Exercise prompt: Every entry must appear in the output exactly as it does here.

Excerpted data:
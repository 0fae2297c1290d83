use std::sync::Arc;

use async_trait::async_trait;
use thiserror::Error;

use crate::domain::{access_token::AccessToken, credentials::Credentials};

// EmailValidator port trait and errors
#[derive(Debug, Clone, PartialEq, Eq, Error)]
pub enum EmailValidatorError {
    #[error("Invalid email pattern: {0}")]
    InvalidPattern(String),
    #[error("Unexpected error {0}")]
    UnexpectedError(String),
}

/// Port trait for syntactic email validation.
///
/// Implementations that can answer synchronously simply return without
/// awaiting anything. An `Err` means the validator itself is broken and is
/// reported to the client as an internal error, never as a bad email.
#[async_trait]
pub trait EmailValidator: Send + Sync {
    async fn is_valid(&self, email: &str) -> Result<bool, EmailValidatorError>;
}

#[async_trait]
impl<T: EmailValidator + ?Sized> EmailValidator for Arc<T> {
    async fn is_valid(&self, email: &str) -> Result<bool, EmailValidatorError> {
        (**self).is_valid(email).await
    }
}

// AuthUseCase port trait and errors
#[derive(Debug, Clone, PartialEq, Eq, Error)]
pub enum AuthUseCaseError {
    #[error("Unexpected error {0}")]
    UnexpectedError(String),
}

/// Port trait for credential verification.
///
/// Returns `Ok(None)` (or an empty token) when the credentials are wrong.
/// `Err` is reserved for failures of the use case itself.
#[async_trait]
pub trait AuthUseCase: Send + Sync {
    async fn auth(
        &self,
        credentials: &Credentials,
    ) -> Result<Option<AccessToken>, AuthUseCaseError>;
}

#[async_trait]
impl<T: AuthUseCase + ?Sized> AuthUseCase for Arc<T> {
    async fn auth(
        &self,
        credentials: &Credentials,
    ) -> Result<Option<AccessToken>, AuthUseCaseError> {
        (**self).auth(credentials).await
    }
}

Answer below:
repository 0fae2297c1290d83
use std::sync::Arc;

use async_trait::async_trait;
use thiserror::Error;

use crate::domain::{access_token::AccessToken, credentials::Credentials};

// EmailValidator port trait and errors
#[derive(Debug, Clone, PartialEq, Eq, Error)]
pub enum EmailValidatorError {
    #[error("Invalid email pattern: {0}")]
    InvalidPattern(String),
    #[error("Unexpected error {0}")]
    UnexpectedError(String),
}

/// Port trait for syntactic email validation.
///
/// Implementations that can answer synchronously simply return without
/// awaiting anything. An `Err` means the validator itself is broken and is
/// reported to the client as an internal error, never as a bad email.
#[async_trait]
pub trait EmailValidator: Send + Sync {
    async fn is_valid(&self, email: &str) -> Result<bool, EmailValidatorError>;
}

#[async_trait]
impl<T: EmailValidator + ?Sized> EmailValidator for Arc<T> {
    async fn is_valid(&self, email: &str) -> Result<bool, EmailValidatorError> {
        (**self).is_valid(email).await
    }
}

// AuthUseCase port trait and errors
#[derive(Debug, Clone, PartialEq, Eq, Error)]
pub enum AuthUseCaseError {
    #[error("Unexpected error {0}")]
    UnexpectedError(String),
}

/// Port trait for credential verification.
///
/// Returns `Ok(None)` (or an empty token) when the credentials are wrong.
/// `Err` is reserved for failures of the use case itself.
#[async_trait]
pub trait AuthUseCase: Send + Sync {
    async fn auth(
        &self,
        credentials: &Credentials,
    ) -> Result<Option<AccessToken>, AuthUseCaseError>;
}

#[async_trait]
impl<T: AuthUseCase + ?Sized> AuthUseCase for Arc<T> {
    async fn auth(
        &self,
        credentials: &Credentials,
    ) -> Result<Option<AccessToken>, AuthUseCaseError> {
        (**self).auth(credentials).await
    }
}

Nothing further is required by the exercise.